Only the number should be given: how many lines below contain "safety".

Collected data:
——————————

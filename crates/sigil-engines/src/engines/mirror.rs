//! Mirror engine - reflects the input by words or letters

use crate::registry::Engine;
use sigil_core::{EngineInput, EngineLayer, EngineOutput, Result};

pub struct MirrorEngine;

impl MirrorEngine {
    pub fn new() -> Self {
        Self
    }
}

impl Default for MirrorEngine {
    fn default() -> Self {
        Self::new()
    }
}

#[async_trait::async_trait]
impl Engine for MirrorEngine {
    fn name(&self) -> &str {
        "mirror"
    }

    fn symbol(&self) -> &str {
        "⟲"
    }

    fn layer(&self) -> EngineLayer {
        EngineLayer::Meta
    }

    fn description(&self) -> &str {
        "Reflects the input: word order by default, letter order with MODE:letters."
    }

    fn dependencies(&self) -> Vec<&str> {
        vec!["core", "glyph"]
    }

    fn keywords(&self) -> Vec<&str> {
        vec!["MIRROR"]
    }

    async fn invoke(&self, input: EngineInput) -> Result<EngineOutput> {
        let letters = input
            .params
            .get("MODE")
            .or_else(|| input.params.get(sigil_core::directive::BARE_PARAM))
            .and_then(|v| v.as_text())
            .is_some_and(|m| m.eq_ignore_ascii_case("letters"));

        let text = input.text.trim();
        let reflected = if letters {
            text.chars().rev().collect::<String>()
        } else {
            text.split_whitespace().rev().collect::<Vec<_>>().join(" ")
        };

        Ok(EngineOutput::text(format!("⟲ {}", reflected)).with_glyph("⟲"))
    }
}
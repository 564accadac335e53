//! Paradox engine - detection, threads, dimensional refraction, exploration
//!
//! The paradox registry and the dimension registry are process-wide and
//! shared across sessions, each behind its own mutex. Lock order when both
//! the paradox table and the random source are needed: paradoxes, then rng.
//!
//! The engine never returns `Err`: "not found", "unknown dimension" and the
//! recursion safety halt are informational outputs.

pub mod detect;
pub mod model;

pub use model::{complexity, resolution_probability, Dimension, DimensionExploration, ParadoxKind, ParadoxRecord};

use crate::registry::Engine;
use chrono::Utc;
use rand::rngs::StdRng;
use rand::seq::SliceRandom;
use rand::{Rng, SeedableRng};
use serde_json::{json, Value};
use sigil_core::{EngineInput, EngineLayer, EngineOutput, RecursionGauge, Result};
use std::collections::{BTreeSet, HashMap};
use std::sync::{Mutex, MutexGuard, PoisonError};
use tracing::{debug, info, warn};

pub const PARADOX_SYMBOL: &str = "∞";
const RESOLVED_GLYPH: &str = "✧";
const OVERLOAD_MARKER: &str = "⚠ PARADOX OVERLOAD";

/// What one invocation asks for, in dispatch precedence order.
#[derive(Debug, Clone, PartialEq)]
enum Request {
    Thread(String),
    Resolve(String),
    Explore(String),
    Analyze,
}

impl Request {
    fn from_input(input: &EngineInput) -> Self {
        let params = &input.params;
        // Under THREAD/RESOLVE/DIMENSION the keyword's own field (or a bare
        // value) carries the argument.
        let keyed = |keyword: &str, field: &str| {
            if input.keyword_is(keyword) {
                params.text(field).or_else(|| params.text(sigil_core::directive::BARE_PARAM))
            } else {
                None
            }
        };

        if let Some(name) = params.text("THREAD").or_else(|| keyed("THREAD", "NAME")) {
            return Self::Thread(name);
        }
        if let Some(id) = params.text("RESOLVE").or_else(|| keyed("RESOLVE", "ID")) {
            return Self::Resolve(id.trim().to_string());
        }
        if let Some(name) = params.text("DIMENSION").or_else(|| keyed("DIMENSION", "NAME")) {
            return Self::Explore(name);
        }
        Self::Analyze
    }
}

fn lock<T>(m: &Mutex<T>) -> MutexGuard<'_, T> {
    m.lock().unwrap_or_else(PoisonError::into_inner)
}

pub struct ParadoxEngine {
    paradoxes: Mutex<HashMap<String, ParadoxRecord>>,
    explorations: Mutex<HashMap<Dimension, DimensionExploration>>,
    rng: Mutex<StdRng>,
    gauge: RecursionGauge,
}

impl Default for ParadoxEngine {
    fn default() -> Self {
        Self::new()
    }
}

impl ParadoxEngine {
    pub fn new() -> Self {
        Self::with_rng(StdRng::from_entropy())
    }

    /// Deterministic draws, for reproducible runs and tests.
    pub fn seeded(seed: u64) -> Self {
        Self::with_rng(StdRng::seed_from_u64(seed))
    }

    pub fn with_rng(rng: StdRng) -> Self {
        Self {
            paradoxes: Mutex::new(HashMap::new()),
            explorations: Mutex::new(HashMap::new()),
            rng: Mutex::new(rng),
            gauge: RecursionGauge::new(),
        }
    }

    /// Share the orchestrator's process-wide recursion gauge.
    pub fn with_gauge(mut self, gauge: RecursionGauge) -> Self {
        self.gauge = gauge;
        self
    }

    pub fn paradox_count(&self) -> usize {
        lock(&self.paradoxes).len()
    }

    pub fn paradox(&self, id: &str) -> Option<ParadoxRecord> {
        lock(&self.paradoxes).get(id).cloned()
    }

    /// Open paradoxes, oldest first.
    pub fn open_paradoxes(&self) -> Vec<ParadoxRecord> {
        let mut records: Vec<ParadoxRecord> = lock(&self.paradoxes).values().cloned().collect();
        records.sort_by(|a, b| a.created_at.cmp(&b.created_at).then_with(|| a.id.cmp(&b.id)));
        records
    }

    pub fn exploration(&self, dimension: Dimension) -> Option<DimensionExploration> {
        lock(&self.explorations).get(&dimension).cloned()
    }

    /// Build a record with a fresh id and 2-3 random dimensions. Does not
    /// register it.
    fn synthesize(&self, kind: ParadoxKind, description: String, source: &str) -> ParadoxRecord {
        let mut rng = lock(&self.rng);
        let bytes: [u8; 16] = rng.gen();
        let id = uuid::Builder::from_random_bytes(bytes).into_uuid().simple().to_string();
        let count = rng.gen_range(2..=3);
        let dimensions: Vec<Dimension> = Dimension::ALL
            .choose_multiple(&mut *rng, count)
            .copied()
            .collect();

        ParadoxRecord {
            id: format!("px-{}", &id[..12]),
            kind,
            description,
            dimensions,
            attempts: 0,
            complexity: complexity(source),
            created_at: Utc::now(),
            last_attempt: None,
        }
    }

    fn register(&self, record: ParadoxRecord) {
        debug!("Paradox {} registered ({})", record.id, record.kind.as_str());
        lock(&self.paradoxes).insert(record.id.clone(), record);
    }

    fn open_thread(&self, name: &str) -> EngineOutput {
        let record = self.synthesize(
            ParadoxKind::Symbolic,
            format!("paradox thread '{}'", name),
            name,
        );
        let id = record.id.clone();
        let dimensions: Vec<&str> = record.dimensions.iter().map(|d| d.as_str()).collect();
        let text = format!(
            "{} paradox thread '{}' opened as {}\n  dimensions: {}\n  complexity: {:.2}",
            PARADOX_SYMBOL,
            name,
            id,
            dimensions.join(", "),
            record.complexity
        );
        let metadata = json!({
            "action": "thread",
            "id": id,
            "dimensions": dimensions,
            "complexity": record.complexity,
        });
        info!("Opened paradox thread '{}' as {}", name, id);
        self.register(record);

        EngineOutput::text(text)
            .with_glyph(PARADOX_SYMBOL)
            .with_paradoxes([id])
            .with_metadata(metadata)
    }

    fn resolve(&self, id: &str) -> EngineOutput {
        let mut paradoxes = lock(&self.paradoxes);
        let Some(record) = paradoxes.get_mut(id) else {
            return EngineOutput::text(format!(
                "{} paradox {} not found; nothing to resolve",
                PARADOX_SYMBOL, id
            ))
            .with_metadata(json!({ "action": "resolve", "status": "not_found", "id": id }));
        };

        if self.gauge.at_ceiling() {
            warn!("Resolution of {} halted: recursion gauge at ceiling", id);
            return EngineOutput::text(format!(
                "⚠ recursion ceiling reached; resolution of {} halted for safety",
                id
            ))
            .with_paradoxes([id.to_string()])
            .with_metadata(json!({ "action": "resolve", "status": "halted", "id": id }));
        }

        record.attempts += 1;
        record.last_attempt = Some(Utc::now());
        let attempts = record.attempts;
        let probability = record.resolution_probability();
        let dimensions = record.dimensions.clone();

        let mut path = Vec::new();
        let mut resolved = false;
        {
            let mut rng = lock(&self.rng);
            for dimension in dimensions {
                path.push(dimension.as_str());
                if rng.gen::<f64>() < probability {
                    resolved = true;
                    break;
                }
            }
        }
        let route = path.join(" → ");

        if resolved {
            paradoxes.remove(id);
            info!("Paradox {} resolved via {} (attempt {})", id, route, attempts);
            return EngineOutput::text(format!(
                "{} paradox {} resolved through dimensional refraction: {} (attempt {})",
                RESOLVED_GLYPH, id, route, attempts
            ))
            .with_glyph(RESOLVED_GLYPH)
            .with_metadata(json!({
                "action": "resolve",
                "status": "resolved",
                "id": id,
                "path": path,
                "attempts": attempts,
                "probability": probability,
            }));
        }

        debug!("Paradox {} unresolved after attempt {} (p={:.2})", id, attempts, probability);
        EngineOutput::text(format!(
            "{} refraction of {} failed along {} (attempt {}, p={:.2}); the paradox persists",
            PARADOX_SYMBOL, id, route, attempts, probability
        ))
        .with_glyph(PARADOX_SYMBOL)
        .with_paradoxes([id.to_string()])
        .with_metadata(json!({
            "action": "resolve",
            "status": "unresolved",
            "id": id,
            "path": path,
            "attempts": attempts,
            "probability": probability,
        }))
    }

    fn explore(&self, name: &str, input: &EngineInput) -> EngineOutput {
        let dimension = match name.parse::<Dimension>() {
            Ok(dimension) => dimension,
            Err(e) => {
                let catalog = Dimension::catalog_names();
                return EngineOutput::text(format!("{}; valid dimensions: {}", e, catalog.join(", "))).with_metadata(
                    json!({
                        "action": "dimension",
                        "status": "unknown_dimension",
                        "dimension": name,
                        "catalog": catalog,
                    }),
                );
            }
        };

        let assigned: BTreeSet<String> = lock(&self.paradoxes)
            .values()
            .filter(|r| r.dimensions.contains(&dimension))
            .map(|r| r.id.clone())
            .collect();

        let length = input.text.chars().count() as f64;
        let energy = (length * 0.5 * input.context.mode.multiplier() * dimension.multiplier()).min(100.0);

        let lowered = input.text.to_lowercase();
        let hits = dimension
            .keywords()
            .iter()
            .filter(|k| lowered.contains(*k))
            .count();
        let resonance = (20.0 * hits as f64 + 10.0 * assigned.len() as f64).min(100.0);

        let record = DimensionExploration {
            dimension,
            symbol: dimension.symbol().to_string(),
            energy,
            resonance,
            paradoxes: assigned.clone(),
            explored_at: Utc::now(),
        };
        lock(&self.explorations).insert(dimension, record);

        debug!("Explored {}: energy {:.1}, resonance {:.1}", dimension, energy, resonance);
        EngineOutput::text(format!(
            "{} dimension {} explored: energy {:.1}, resonance {:.1}, {} paradox(es) anchored",
            dimension.symbol(),
            dimension,
            energy,
            resonance,
            assigned.len()
        ))
        .with_glyph(dimension.symbol())
        .with_paradoxes(assigned.iter().cloned())
        .with_metadata(json!({
            "action": "dimension",
            "status": "explored",
            "dimension": dimension.as_str(),
            "energy": energy,
            "resonance": resonance,
        }))
    }

    fn analyze(&self, text: &str) -> EngineOutput {
        let (detections, overloaded) = detect::scan(text);
        if detections.is_empty() {
            return EngineOutput::text("No paradoxes detected in the input.")
                .with_metadata(json!({ "action": "analyze", "detected": 0, "overloaded": false }));
        }

        let mut lines = vec![format!(
            "{} {} paradox signal(s) detected:",
            PARADOX_SYMBOL,
            detections.len()
        )];
        let mut ids = Vec::with_capacity(detections.len());
        for detection in detections {
            let record = self.synthesize(detection.kind, detection.description, &detection.excerpt);
            lines.push(format!("  - [{}] {}: {}", record.kind.as_str(), record.id, record.description));
            ids.push(record.id.clone());
            self.register(record);
        }
        if overloaded {
            warn!("Paradox detection cap reached");
            lines.push(format!(
                "{}: detection cap of {} reached",
                OVERLOAD_MARKER,
                sigil_core::MAX_PARADOX_DETECTIONS
            ));
        }

        info!("Registered {} paradox(es) from analysis", ids.len());
        EngineOutput::text(lines.join("\n"))
            .with_glyph(PARADOX_SYMBOL)
            .with_archetype("The Trickster")
            .with_metadata(json!({ "action": "analyze", "detected": ids.len(), "overloaded": overloaded }))
            .with_paradoxes(ids)
    }
}

#[async_trait::async_trait]
impl Engine for ParadoxEngine {
    fn name(&self) -> &str {
        "paradox"
    }

    fn version(&self) -> &str {
        "2.1.0"
    }

    fn symbol(&self) -> &str {
        PARADOX_SYMBOL
    }

    fn layer(&self) -> EngineLayer {
        EngineLayer::Meta
    }

    fn description(&self) -> &str {
        "Detects paradox signals, opens paradox threads, explores dimensions, \
         and attempts resolution by dimensional refraction."
    }

    fn dependencies(&self) -> Vec<&str> {
        vec!["core"]
    }

    fn keywords(&self) -> Vec<&str> {
        vec!["PARADOX", "THREAD", "RESOLVE", "DIMENSION"]
    }

    fn config_snapshot(&self) -> Value {
        json!({
            "open_paradoxes": self.paradox_count(),
            "dimensions": Dimension::catalog_names(),
            "max_detections": sigil_core::MAX_PARADOX_DETECTIONS,
        })
    }

    async fn invoke(&self, input: EngineInput) -> Result<EngineOutput> {
        let output = match Request::from_input(&input) {
            Request::Thread(name) => self.open_thread(&name),
            Request::Resolve(id) => self.resolve(&id),
            Request::Explore(name) => self.explore(&name, &input),
            Request::Analyze => self.analyze(&input.text),
        };
        Ok(output)
    }
}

——————————

- [COMPLETED TASK]:
2